ANALYSIS OF CASE LAW
In Oakley v. Longview Owners, Inc. 165 Misc2d 192 (1995), a case of first impression, a shareholder sued the board for refusing to allow her to sell her shares for less than the floor price adopted by the Board. The Court ruled that the floor price created a restraint which constituted a prohibition on transferability. The court reasoned that the floor price created a restraint that was dependant upon market forces beyond the control of the shareholder or the coop. The restriction thus created an open-ended and potentially long lasting prohibition on transfer and was thus an unreasonable restraint on alienation.
In Marine Midland bank v. White Oak Coop Housing Corp. , NYLJ, March 19, 1997 at p. 31, col.5., the Court again held that forcing a shareholder to sell shares at a price set by a board is an unreasonable restraint on alienation. As in the Oakley case, the court in Marine Midland noted that the price set by the board may have no reasonable relationship to the market price. The court also explained that the restriction was unfair because it forced the shareholder to pay maintenance charges until the shares were sold. Finally, the court held that although a board may lawfully reject purchasers for non-discriminatory reasons, the share price has no bearing on the purchaser. Thus, board disapproval of a transfer because of price would not be a rejection of the purchaser, but an impermissible rejection of the terms of the sale.
In Levine v. Yokell, , 245 AD2d 138 (1st Dept 1997), a rejected purchaser, as opposed to the shareholder, brought an action against the coop board claiming wrongful disapproval based upon the board’s finding the purchase price too low. The Court dismissed the claim, but only because the Court found that the board owed no duty to the prospective purchaser and the Appellate Division upheld the dismissal.
CONCLUSION
Thus, based upon the above case law, coop boards should not use a floor price to disallow transfer of shares. If the Coop’s governing documents gives the board a right of first refusal to purchase the shares that are being offered, if the shares are being offered for a price less than what a board deems to be appropriate, the board may, so long as it is not acting on a discriminatory purpose, exercise its right of first refusal and then seek to resell the shares to a buyer who may be willing to pay more.

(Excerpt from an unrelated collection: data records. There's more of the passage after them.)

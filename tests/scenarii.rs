//! Helpers to build sync scenarios over the in-memory sources
//!
//! Scenarios share a fixed "now" so that due dates can be realistic constants instead
//! of offsets from the wall clock.

#![allow(dead_code)]

use chrono::{DateTime, TimeZone, Utc};
use chrono_tz::Tz;

use corkboard::mocks::{InMemoryCalendarSource, InMemoryCourseSource};
use corkboard::{Assignment, CalendarEvent, Course, CourseId, EventPayload, Provider};

pub const TZ: Tz = chrono_tz::America::New_York;

/// The instant every scenario pretends the sync runs at
pub fn fixed_now() -> DateTime<Utc> {
    Utc.with_ymd_and_hms(2024, 9, 1, 12, 0, 0).unwrap()
}

/// An assignment due at 23:59 local time on the given day
pub fn assignment(course_name: &str, name: &str, year: i32, month: u32, day: u32) -> Assignment {
    let due = TZ.with_ymd_and_hms(year, month, day, 23, 59, 0).unwrap();
    Assignment::new(name, due, course_name)
}

pub fn course(id: CourseId, name: &str, assignments: Vec<Assignment>) -> Course {
    let mut course = Course::new(id, name);
    course.set_assignments(assignments);
    course
}

/// A fetched event of which only the title matters
pub fn event(title: &str) -> CalendarEvent {
    CalendarEvent {
        summary: title.to_string(),
        ..CalendarEvent::default()
    }
}

/// What a payload we created looks like once fetched back from the calendar service
pub fn as_fetched(payload: &EventPayload) -> CalendarEvent {
    serde_json::from_value(serde_json::to_value(payload).unwrap()).unwrap()
}

/// A provider over in-memory sources, tracking every given course
pub fn provider(
    courses: Vec<Course>,
    events: Vec<CalendarEvent>,
) -> Provider<InMemoryCourseSource, InMemoryCalendarSource> {
    let tracked = courses.iter().map(|course| course.id()).collect();
    Provider::new(
        InMemoryCourseSource::new(courses),
        InMemoryCalendarSource::new(events),
        tracked,
    )
}
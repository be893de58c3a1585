//! In-memory sources, used by the integration tests
//!
//! [`InMemoryCourseSource`] and [`InMemoryCalendarSource`] implement the same traits
//! as the real HTTP clients, so a [`Provider`](crate::Provider) can run a whole sync
//! against canned data. [`MockBehaviour`] tweaks how they behave, so that a given
//! test can make some of their functions fail.

use std::collections::HashSet;
use std::sync::{Arc, Mutex};

use async_trait::async_trait;
use chrono::{DateTime, Utc};

use crate::course::{Assignment, Course, CourseId};
use crate::error::Error;
use crate::event::{CalendarEvent, CreatedEvent, EventPayload};
use crate::traits::{CalendarSource, CourseSource};

/// Behaviour tweaks for the in-memory sources.
///
/// So that a function fails _n_ times after _m_ initial successes, set `(m, n)` for
/// the suited parameter.
#[derive(Default, Clone, Debug)]
pub struct MockBehaviour {
    /// If this is true, every action will be allowed
    pub is_suspended: bool,

    // From the CourseSource trait
    pub get_courses_behaviour: (u32, u32),
    pub get_upcoming_assignments_behaviour: (u32, u32),

    // From the CalendarSource trait
    pub search_events_behaviour: (u32, u32),
    pub insert_event_behaviour: (u32, u32),
}

impl MockBehaviour {
    pub fn new() -> Self {
        Self::default()
    }

    /// Suspend this mock behaviour until you call `resume`
    pub fn suspend(&mut self) {
        self.is_suspended = true;
    }
    /// Make this behaviour active again
    pub fn resume(&mut self) {
        self.is_suspended = false;
    }

    pub fn can_get_courses(&mut self) -> Result<(), Error> {
        if self.is_suspended {
            return Ok(());
        }
        decrement(&mut self.get_courses_behaviour, "get_courses")
    }
    pub fn can_get_upcoming_assignments(&mut self) -> Result<(), Error> {
        if self.is_suspended {
            return Ok(());
        }
        decrement(&mut self.get_upcoming_assignments_behaviour, "get_upcoming_assignments")
    }
    pub fn can_search_events(&mut self) -> Result<(), Error> {
        if self.is_suspended {
            return Ok(());
        }
        decrement(&mut self.search_events_behaviour, "search_events")
    }
    pub fn can_insert_event(&mut self) -> Result<(), Error> {
        if self.is_suspended {
            return Ok(());
        }
        decrement(&mut self.insert_event_behaviour, "insert_event")
    }
}

/// Return Ok(()) in case the value is `(1+, _)` or `(_, 0)`, or return Err and decrement otherwise
fn decrement(value: &mut (u32, u32), descr: &str) -> Result<(), Error> {
    let remaining_successes = value.0;
    let remaining_failures = value.1;

    if remaining_successes > 0 {
        value.0 -= 1;
        log::debug!("Mock behaviour: allowing a {} ({:?})", descr, value);
        Ok(())
    } else if remaining_failures > 0 {
        value.1 -= 1;
        log::debug!("Mock behaviour: failing a {} ({:?})", descr, value);
        Err(Error::TransientFetch(format!(
            "mocked behaviour requires this {} to fail this time ({:?})",
            descr, value
        )))
    } else {
        log::debug!("Mock behaviour: allowing a {} ({:?})", descr, value);
        Ok(())
    }
}

/// A [`CourseSource`] that serves canned courses and assignments.
pub struct InMemoryCourseSource {
    courses: Vec<Course>,
    /// Courses whose assignment fetch fails with a transient error
    failing_course_ids: HashSet<CourseId>,
    behaviour: Arc<Mutex<MockBehaviour>>,
}

impl InMemoryCourseSource {
    /// `courses` come with their assignments already attached; the due-date filter is
    /// still applied at fetch time, like the real client does.
    pub fn new(courses: Vec<Course>) -> Self {
        Self {
            courses,
            failing_course_ids: HashSet::new(),
            behaviour: Arc::new(Mutex::new(MockBehaviour::new())),
        }
    }

    /// Make the assignment fetch of one course fail (a mocked 500)
    pub fn fail_assignments_for(mut self, course_id: CourseId) -> Self {
        self.failing_course_ids.insert(course_id);
        self
    }

    pub fn with_behaviour(mut self, behaviour: Arc<Mutex<MockBehaviour>>) -> Self {
        self.behaviour = behaviour;
        self
    }
}

#[async_trait]
impl CourseSource for InMemoryCourseSource {
    async fn get_courses(&self) -> Result<Vec<Course>, Error> {
        self.behaviour.lock().unwrap().can_get_courses()?;
        Ok(self
            .courses
            .iter()
            .map(|course| Course::new(course.id(), course.name()))
            .collect())
    }

    async fn get_upcoming_assignments(
        &self,
        course_id: CourseId,
        course_name: &str,
        now: DateTime<Utc>,
    ) -> Result<Vec<Assignment>, Error> {
        self.behaviour.lock().unwrap().can_get_upcoming_assignments()?;
        if self.failing_course_ids.contains(&course_id) {
            return Err(Error::TransientFetch(format!(
                "mocked fetch failure for course {}",
                course_name
            )));
        }

        let course = self
            .courses
            .iter()
            .find(|course| course.id() == course_id)
            .ok_or_else(|| Error::MalformedData(format!("unknown course {}", course_id)))?;

        Ok(course
            .assignments()
            .iter()
            .filter(|assignment| assignment.due().with_timezone(&Utc) > now)
            .cloned()
            .collect())
    }
}

/// A [`CalendarSource`] over a plain vector of events.
///
/// Searches ignore the query text and return every event (a real service scopes the
/// answer with its own text index); inserted payloads are recorded so tests can
/// inspect what a sync would have created.
pub struct InMemoryCalendarSource {
    events: Vec<CalendarEvent>,
    created: Mutex<Vec<EventPayload>>,
    behaviour: Arc<Mutex<MockBehaviour>>,
}

impl InMemoryCalendarSource {
    pub fn new(events: Vec<CalendarEvent>) -> Self {
        Self {
            events,
            created: Mutex::new(Vec::new()),
            behaviour: Arc::new(Mutex::new(MockBehaviour::new())),
        }
    }

    pub fn with_behaviour(mut self, behaviour: Arc<Mutex<MockBehaviour>>) -> Self {
        self.behaviour = behaviour;
        self
    }

    /// The payloads that have been inserted so far
    pub fn created(&self) -> Vec<EventPayload> {
        self.created.lock().unwrap().clone()
    }
}

#[async_trait]
impl CalendarSource for InMemoryCalendarSource {
    async fn search_events(
        &self,
        _text: &str,
        _min_start: DateTime<Utc>,
    ) -> Result<Vec<CalendarEvent>, Error> {
        self.behaviour.lock().unwrap().can_search_events()?;
        Ok(self.events.clone())
    }

    async fn insert_event(&self, payload: &EventPayload) -> Result<CreatedEvent, Error> {
        self.behaviour
            .lock()
            .unwrap()
            .can_insert_event()
            .map_err(|err| Error::Creation(err.to_string()))?;

        let mut created = self.created.lock().unwrap();
        created.push(payload.clone());
        Ok(CreatedEvent {
            id: format!("mock-event-{}", created.len()),
            html_link: Some(format!("https://calendar.example.org/event/{}", created.len())),
        })
    }
}

#[cfg(test)]
mod test {
    use super::*;

    #[test]
    fn test_mock_behaviour() {
        let mut ok = MockBehaviour::new();
        assert!(ok.can_get_courses().is_ok());
        assert!(ok.can_get_courses().is_ok());
        assert!(ok.can_search_events().is_ok());

        let mut custom = MockBehaviour {
            get_courses_behaviour: (0, 1),
            insert_event_behaviour: (1, 2),
            ..MockBehaviour::default()
        };
        assert!(custom.can_get_courses().is_err());
        assert!(custom.can_get_courses().is_ok());
        assert!(custom.can_insert_event().is_ok());
        assert!(custom.can_insert_event().is_err());
        assert!(custom.can_insert_event().is_err());
        assert!(custom.can_insert_event().is_ok());

        custom.suspend();
        assert!(custom.can_get_courses().is_ok());
        custom.resume();
    }
}
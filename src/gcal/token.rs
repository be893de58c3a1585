//! The persisted calendar credential
//!
//! The calendar service authenticates with an OAuth2 credential obtained offline. We
//! hold it in a small JSON blob on disk, refresh the access token through the token
//! endpoint whenever it is about to expire, and rewrite the blob after each refresh.
//! This is the only state this crate persists besides its configuration.

use std::path::{Path, PathBuf};

use chrono::{DateTime, Duration, Utc};
use serde::{Deserialize, Serialize};
use url::Url;

use crate::error::Error;

/// How close to its expiry an access token is still considered usable
const EXPIRY_MARGIN_SECONDS: i64 = 60;

/// The content of the credential blob
#[derive(Clone, Debug, Serialize, Deserialize)]
pub struct StoredCredential {
    pub access_token: String,
    pub refresh_token: String,
    pub client_id: String,
    pub client_secret: String,
    pub token_uri: Url,
    pub expiry: DateTime<Utc>,
}

#[derive(Debug, Deserialize)]
struct RefreshResponse {
    access_token: String,
    expires_in: i64,
}

/// A credential blob and the file backing it.
#[derive(Debug)]
pub struct TokenStore {
    backing_file: PathBuf,
    credential: StoredCredential,
}

impl TokenStore {
    /// Load the credential blob. A missing or unreadable blob is an authentication
    /// failure: this crate never runs the interactive consent flow itself.
    pub fn from_file(path: &Path) -> Result<Self, Error> {
        let file = std::fs::File::open(path)
            .map_err(|err| Error::Auth(format!("unable to open credential file {:?}: {}", path, err)))?;
        let credential = serde_json::from_reader(file)
            .map_err(|err| Error::Auth(format!("unable to parse credential file {:?}: {}", path, err)))?;

        Ok(Self {
            backing_file: PathBuf::from(path),
            credential,
        })
    }

    /// Store the current credential back to its backing file
    fn save_to_file(&self) {
        let path = &self.backing_file;
        let file = match std::fs::File::create(path) {
            Err(err) => {
                log::warn!("Unable to save credential file {:?}: {}", path, err);
                return;
            }
            Ok(f) => f,
        };

        if let Err(err) = serde_json::to_writer(file, &self.credential) {
            log::warn!("Unable to serialize the credential: {}", err);
        }
    }

    pub fn is_expired(&self, now: DateTime<Utc>) -> bool {
        now + Duration::seconds(EXPIRY_MARGIN_SECONDS) >= self.credential.expiry
    }

    /// Return a usable access token, transparently refreshing it first if it is
    /// expired. A refresh failure is fatal for the run.
    pub async fn access_token(
        &mut self,
        http: &reqwest::Client,
        now: DateTime<Utc>,
    ) -> Result<String, Error> {
        if self.is_expired(now) == false {
            return Ok(self.credential.access_token.clone());
        }

        log::info!("The calendar access token has expired, refreshing it...");
        let params = [
            ("grant_type", "refresh_token"),
            ("refresh_token", self.credential.refresh_token.as_str()),
            ("client_id", self.credential.client_id.as_str()),
            ("client_secret", self.credential.client_secret.as_str()),
        ];

        let response = http
            .post(self.credential.token_uri.clone())
            .form(&params)
            .send()
            .await
            .map_err(|err| Error::Auth(format!("token refresh request failed: {}", err)))?;

        let status = response.status();
        if status.is_success() == false {
            return Err(Error::Auth(format!("token endpoint answered {}", status)));
        }

        let refreshed: RefreshResponse = response
            .json()
            .await
            .map_err(|err| Error::Auth(format!("unexpected token endpoint answer: {}", err)))?;

        self.credential.access_token = refreshed.access_token;
        self.credential.expiry = now + Duration::seconds(refreshed.expires_in);
        self.save_to_file();

        Ok(self.credential.access_token.clone())
    }
}
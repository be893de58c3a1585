//! The calendar service client (a Google-Calendar-style REST API)
//!
//! Read side: a single-field text search scoped to events starting at or after a
//! lower time bound. Write side: one insert per event to create. Authentication goes
//! through the persisted OAuth2 credential in [`token`].

pub mod token;

use std::path::Path;
use std::time::Duration;

use async_trait::async_trait;
use chrono::{DateTime, SecondsFormat, Utc};
use reqwest::StatusCode;
use serde::Deserialize;
use tokio::sync::Mutex;
use url::Url;

use crate::error::Error;
use crate::event::{CalendarEvent, CreatedEvent, EventPayload};
use crate::traits::CalendarSource;
use token::TokenStore;

const DEFAULT_BASE_URL: &str = "https://www.googleapis.com/calendar/v3/";

#[derive(Debug, Default, Deserialize)]
struct EventsPage {
    #[serde(default)]
    items: Vec<CalendarEvent>,
}

/// A [`CalendarSource`] backed by the calendar service REST API.
pub struct GoogleCalendarClient {
    base_url: Url,
    calendar_id: String,
    http: reqwest::Client,
    // The store rewrites its backing file on refresh, hence the lock
    token_store: Mutex<TokenStore>,
}

impl GoogleCalendarClient {
    /// Create a client from the persisted credential blob. This does not start a connection.
    pub fn new<S: ToString>(credential_file: &Path, calendar_id: S, timeout: Duration) -> Result<Self, Error> {
        let token_store = TokenStore::from_file(credential_file)?;
        let http = reqwest::Client::builder()
            .timeout(timeout)
            .build()
            .map_err(|err| Error::Config(format!("unable to build an HTTP client: {}", err)))?;

        Ok(Self {
            base_url: Url::parse(DEFAULT_BASE_URL).unwrap(/* the default base URL is valid */),
            calendar_id: calendar_id.to_string(),
            http,
            token_store: Mutex::new(token_store),
        })
    }

    /// Point this client at another API base (e.g. a test server)
    pub fn with_base_url(mut self, base_url: Url) -> Self {
        self.base_url = base_url;
        self
    }

    fn events_url(&self) -> Result<Url, Error> {
        self.base_url
            .join(&format!("calendars/{}/events", self.calendar_id))
            .map_err(|err| Error::Config(format!("invalid calendar id {:?}: {}", self.calendar_id, err)))
    }

    async fn access_token(&self) -> Result<String, Error> {
        let mut store = self.token_store.lock().await;
        store.access_token(&self.http, Utc::now()).await
    }
}

#[async_trait]
impl CalendarSource for GoogleCalendarClient {
    async fn search_events(
        &self,
        text: &str,
        min_start: DateTime<Utc>,
    ) -> Result<Vec<CalendarEvent>, Error> {
        let url = self.events_url()?;
        let access_token = self.access_token().await?;
        let time_min = min_start.to_rfc3339_opts(SecondsFormat::Secs, true);

        let response = self
            .http
            .get(url.clone())
            .query(&[
                ("timeMin", time_min.as_str()),
                ("q", text),
                ("singleEvents", "true"),
                ("orderBy", "startTime"),
            ])
            .bearer_auth(access_token)
            .send()
            .await
            .map_err(|err| Error::TransientFetch(format!("event search failed: {}", err)))?;

        let status = response.status();
        if status == StatusCode::UNAUTHORIZED || status == StatusCode::FORBIDDEN {
            return Err(Error::Auth(format!("calendar service answered {}", status)));
        }
        if status.is_success() == false {
            return Err(Error::TransientFetch(format!(
                "calendar service answered {} to a search for {:?}",
                status, text
            )));
        }

        let page: EventsPage = response
            .json()
            .await
            .map_err(|err| Error::MalformedData(format!("unexpected event list answer: {}", err)))?;

        log::debug!("Search for {:?} returned {} event(s)", text, page.items.len());
        Ok(page.items)
    }

    async fn insert_event(&self, payload: &EventPayload) -> Result<CreatedEvent, Error> {
        let url = self.events_url()?;
        let access_token = self.access_token().await?;

        let response = self
            .http
            .post(url)
            .bearer_auth(access_token)
            .json(payload)
            .send()
            .await
            .map_err(|err| Error::Creation(format!("insert of {:?} failed: {}", payload.summary, err)))?;

        let status = response.status();
        if status == StatusCode::UNAUTHORIZED || status == StatusCode::FORBIDDEN {
            return Err(Error::Auth(format!("calendar service answered {}", status)));
        }
        if status.is_success() == false {
            return Err(Error::Creation(format!(
                "calendar service answered {} to the insert of {:?}",
                status, payload.summary
            )));
        }

        response
            .json()
            .await
            .map_err(|err| Error::MalformedData(format!("unexpected insert answer: {}", err)))
    }
}
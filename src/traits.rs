use async_trait::async_trait;
use chrono::{DateTime, Utc};

use crate::course::{Assignment, Course, CourseId};
use crate::error::Error;
use crate::event::{CalendarEvent, CreatedEvent, EventPayload};

/// A source of courses and assignments (usually the LMS REST API).
#[async_trait]
pub trait CourseSource {
    /// Returns the courses the user is actively enrolled in, without assignments.
    /// A failure here means the course service is unreachable as a whole, which aborts the run.
    async fn get_courses(&self) -> Result<Vec<Course>, Error>;

    /// Returns the upcoming, unsubmitted assignments of one course, with due dates
    /// already converted to the institution's timezone. Only assignments strictly due
    /// after `now` are returned; `now` is established once per run by the caller.
    async fn get_upcoming_assignments(
        &self,
        course_id: CourseId,
        course_name: &str,
        now: DateTime<Utc>,
    ) -> Result<Vec<Assignment>, Error>;
}

/// A calendar that can be text-searched and appended to (usually an online calendar API).
#[async_trait]
pub trait CalendarSource {
    /// Text-search the calendar for events starting at or after `min_start`,
    /// ordered by start time. Read-only.
    async fn search_events(
        &self,
        text: &str,
        min_start: DateTime<Utc>,
    ) -> Result<Vec<CalendarEvent>, Error>;

    /// Create one event. Independent of any other creation; failures are reported
    /// per-assignment by the caller.
    async fn insert_event(&self, payload: &EventPayload) -> Result<CreatedEvent, Error>;
}
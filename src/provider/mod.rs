//! This module drives one sync run across its two sources
//!
//! A [`Provider`] combines a [`CourseSource`] and a [`CalendarSource`] and runs the
//! whole pipeline: fetch upcoming assignments per tracked course, search the calendar
//! per course, reconcile the two, and create events for the residual assignments.
//! Every run is built from scratch out of live API responses; there is no state
//! shared between runs, and no state shared across courses besides the run summary.

use std::fmt::{Display, Formatter};

use chrono::{DateTime, Utc};

use crate::course::CourseId;
use crate::error::Error;
use crate::materialize::{is_duplicate, payload_for};
use crate::matching::{MatchPolicy, TitleContains};
use crate::reconcile::reconcile;
use crate::traits::{CalendarSource, CourseSource};

pub mod sync_progress;
use sync_progress::{FeedbackSender, SyncEvent, SyncProgress, SyncStage};

/// One event successfully created (or planned, in a dry run)
#[derive(Clone, Debug)]
pub struct CreatedAssignment {
    pub assignment: String,
    pub course: String,
    /// The link the calendar service answered with; `None` in a dry run
    pub html_link: Option<String>,
}

/// A course that could not be fully processed, and at which stage it failed
#[derive(Clone, Debug)]
pub struct CourseFailure {
    pub course: String,
    pub stage: SyncStage,
    pub error: String,
}

/// An assignment whose event creation was rejected
#[derive(Clone, Debug)]
pub struct CreationFailure {
    pub assignment: String,
    pub course: String,
    pub error: String,
}

/// What happened during one sync run.
///
/// Nothing that went wrong is ever swallowed: every skipped course and failed
/// creation ends up in here.
#[derive(Debug, Default)]
pub struct RunSummary {
    pub created: Vec<CreatedAssignment>,
    /// Residual assignments that were not created because an identical event already exists
    pub skipped_duplicates: Vec<String>,
    pub course_failures: Vec<CourseFailure>,
    pub creation_failures: Vec<CreationFailure>,
    /// Whether this was a dry run (nothing was actually submitted)
    pub dry_run: bool,
}

impl RunSummary {
    pub fn is_success(&self) -> bool {
        self.course_failures.is_empty() && self.creation_failures.is_empty()
    }
}

impl Display for RunSummary {
    fn fmt(&self, f: &mut Formatter<'_>) -> std::fmt::Result {
        let verb = if self.dry_run { "would be created" } else { "created" };
        writeln!(f, "{} event(s) {}, {} duplicate(s) skipped", self.created.len(), verb, self.skipped_duplicates.len())?;
        for created in &self.created {
            match &created.html_link {
                Some(link) => writeln!(f, "  + [{}] {} ({})", created.course, created.assignment, link)?,
                None => writeln!(f, "  + [{}] {}", created.course, created.assignment)?,
            }
        }
        for failure in &self.course_failures {
            writeln!(f, "  ! course {} failed while {}: {}", failure.course, failure.stage, failure.error)?;
        }
        for failure in &self.creation_failures {
            writeln!(f, "  ! creation of [{}] {} failed: {}", failure.course, failure.assignment, failure.error)?;
        }
        Ok(())
    }
}

/// A sync pipeline over a course source and a calendar, which is able to bring the
/// calendar in sync with the assignments.
///
/// Usually, `courses` is a [`CanvasClient`](crate::canvas::CanvasClient) and
/// `calendar` a [`GoogleCalendarClient`](crate::gcal::GoogleCalendarClient). \
/// However, both can be replaced by the in-memory sources from [`crate::mocks`],
/// which is how the integration tests run whole syncs without a network.
pub struct Provider<C, G>
where
    C: CourseSource,
    G: CalendarSource,
{
    courses: C,
    calendar: G,
    /// The user-tracked course IDs; an empty list tracks every active course
    tracked: Vec<CourseId>,
    /// An optional further restriction for this provider's runs (e.g. from a trigger request)
    restrict: Option<Vec<CourseId>>,
    policy: Box<dyn MatchPolicy + Send + Sync>,
    dry_run: bool,
}

impl<C, G> Provider<C, G>
where
    C: CourseSource,
    G: CalendarSource,
{
    /// Create a provider over the two sources, with the default title-substring
    /// matching policy.
    pub fn new(courses: C, calendar: G, tracked: Vec<CourseId>) -> Self {
        Self {
            courses,
            calendar,
            tracked,
            restrict: None,
            policy: Box::new(TitleContains),
            dry_run: false,
        }
    }

    /// Replace the matching policy that decides whether an event represents an assignment
    pub fn with_policy<P: MatchPolicy + Send + Sync + 'static>(mut self, policy: P) -> Self {
        self.policy = Box::new(policy);
        self
    }

    /// Restrict the next runs to a subset of the tracked courses
    pub fn restricted_to(mut self, course_ids: Vec<CourseId>) -> Self {
        self.restrict = Some(course_ids);
        self
    }

    /// In a dry run, the pipeline runs fully but nothing is submitted to the calendar
    pub fn dry_run(mut self, dry_run: bool) -> Self {
        self.dry_run = dry_run;
        self
    }

    /// Returns the course source
    pub fn course_source(&self) -> &C {
        &self.courses
    }
    /// Returns the calendar source
    pub fn calendar_source(&self) -> &G {
        &self.calendar
    }

    /// Run one sync.
    ///
    /// Only an authentication failure (or a completely unreachable course service)
    /// makes this return `Err`. Partial failures are reported in the summary, and
    /// running again later simply picks up whatever is still missing.
    pub async fn sync(&self) -> Result<RunSummary, Error> {
        let mut progress = SyncProgress::new();
        self.run_sync(Utc::now(), &mut progress).await
    }

    /// Run one sync, and provide feedback to the user about the progress.
    ///
    /// See [`Self::sync`]
    pub async fn sync_with_feedback(&self, feedback_sender: FeedbackSender) -> Result<RunSummary, Error> {
        let mut progress = SyncProgress::new_with_feedback_channel(feedback_sender);
        self.run_sync(Utc::now(), &mut progress).await
    }

    /// Run one sync as if the current time was `now`.
    ///
    /// "Now" is established once per run and passed through every stage, so the
    /// up-coming filter and the calendar lower bound always agree.
    pub async fn sync_at(&self, now: DateTime<Utc>) -> Result<RunSummary, Error> {
        let mut progress = SyncProgress::new();
        self.run_sync(now, &mut progress).await
    }

    async fn run_sync(&self, now: DateTime<Utc>, progress: &mut SyncProgress) -> Result<RunSummary, Error> {
        progress.info("Starting a sync.");
        progress.feedback(SyncEvent::Started);

        let mut summary = RunSummary::default();
        summary.dry_run = self.dry_run;

        let mut courses = self.courses.get_courses().await?;
        if self.tracked.is_empty() == false {
            courses.retain(|course| self.tracked.contains(&course.id()));
        }
        if let Some(restrict) = &self.restrict {
            courses.retain(|course| restrict.contains(&course.id()));
        }
        progress.info(&format!("Syncing {} tracked course(s)", courses.len()));

        // Stage 1: fetch the upcoming assignments of every tracked course
        let mut fetched = Vec::new();
        for mut course in courses {
            progress.feedback(SyncEvent::InProgress {
                stage: SyncStage::FetchingAssignments,
                details: course.name().to_string(),
            });
            match self.courses.get_upcoming_assignments(course.id(), course.name(), now).await {
                Ok(assignments) => {
                    course.set_assignments(assignments);
                    fetched.push(course);
                }
                Err(err) if err.is_fatal() => return Err(err),
                Err(err) => {
                    progress.warn(&format!(
                        "Unable to fetch assignments for {}: {}. Skipping this course.",
                        course.name(),
                        err
                    ));
                    summary.course_failures.push(CourseFailure {
                        course: course.name().to_string(),
                        stage: SyncStage::FetchingAssignments,
                        error: err.to_string(),
                    });
                }
            }
        }

        // Stage 2: search the calendar, scoped by course name, into one flat union.
        // This must complete for every course before reconciling starts.
        let mut events = Vec::new();
        for course in &fetched {
            progress.feedback(SyncEvent::InProgress {
                stage: SyncStage::QueryingCalendar,
                details: course.name().to_string(),
            });
            match self.calendar.search_events(course.name(), now).await {
                Ok(found) => events.extend(found),
                Err(err) if err.is_fatal() => return Err(err),
                Err(err) => {
                    progress.warn(&format!(
                        "Unable to query the calendar for {}: {}. Its assignments may be re-created as duplicates.",
                        course.name(),
                        err
                    ));
                    summary.course_failures.push(CourseFailure {
                        course: course.name().to_string(),
                        stage: SyncStage::QueryingCalendar,
                        error: err.to_string(),
                    });
                }
            }
        }

        // Stage 3: reconcile, leaving only the residual assignments
        progress.feedback(SyncEvent::InProgress {
            stage: SyncStage::Reconciling,
            details: format!("{} event(s) fetched", events.len()),
        });
        reconcile(&mut fetched, &events, self.policy.as_ref());

        // Stage 4: create one event per residual assignment
        let mut submitted = Vec::new();
        for course in &fetched {
            if course.assignments().is_empty() {
                progress.info(&format!("[{}] No assignments to add, everything up to date", course.name()));
                continue;
            }
            for assignment in course.assignments() {
                let payload = payload_for(assignment);
                if is_duplicate(&payload, &events, &submitted) {
                    progress.debug(&format!(
                        "[{}] An identical event for \"{}\" already exists, skipping it",
                        course.name(),
                        assignment.name()
                    ));
                    summary.skipped_duplicates.push(assignment.name().to_string());
                    continue;
                }

                progress.feedback(SyncEvent::InProgress {
                    stage: SyncStage::CreatingEvents,
                    details: assignment.name().to_string(),
                });

                if self.dry_run {
                    progress.info(&format!("[{}] Would add \"{}\"", course.name(), assignment.name()));
                    summary.created.push(CreatedAssignment {
                        assignment: assignment.name().to_string(),
                        course: course.name().to_string(),
                        html_link: None,
                    });
                    submitted.push(payload);
                    continue;
                }

                match self.calendar.insert_event(&payload).await {
                    Ok(created) => {
                        progress.info(&format!(
                            "[{}] Assignment added: {}",
                            course.name(),
                            created.html_link.as_deref().unwrap_or(&created.id)
                        ));
                        summary.created.push(CreatedAssignment {
                            assignment: assignment.name().to_string(),
                            course: course.name().to_string(),
                            html_link: created.html_link,
                        });
                        submitted.push(payload);
                    }
                    Err(err) if err.is_fatal() => return Err(err),
                    Err(err) => {
                        progress.warn(&format!(
                            "[{}] Unable to add \"{}\": {}",
                            course.name(),
                            assignment.name(),
                            err
                        ));
                        summary.creation_failures.push(CreationFailure {
                            assignment: assignment.name().to_string(),
                            course: course.name().to_string(),
                            error: err.to_string(),
                        });
                    }
                }
            }
        }

        progress.info("Sync ended");
        progress.feedback(SyncEvent::Finished {
            success: summary.is_success() && progress.is_success(),
        });

        Ok(summary)
    }
}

A Board may also disallow the transfer on non-discriminatory grounds including the buyer’s finances, credit rating and litigation history, personal impressions from an interview or the purchase application, adverse business or social references or other indicators that the purchaser would negatively affect the coop.
If a Board is adamant about imposing a floor price, it should seek shareholder approval and incorporate the floor price in to the coop’s foundation documents and notify the shareholders of its adoption. While doing so may not insulate a floor price from judicial challenge, courts tend to look more favorably on sale restrictions that are imposed by shareholder action.
Since the Board’s concern for a below market sale is that such a sale becomes a signal to subsequent purchasers to decline the value of the coop shares, the Board should seek to make sure that the brokerage community notes the reasons for a below market sale – such as an apartment which needs significant repairs and upgrading. If the real estate community and a subsequent purchaser know the circumstances surrounding a below market sale, the sale should not affect a subsequent sale.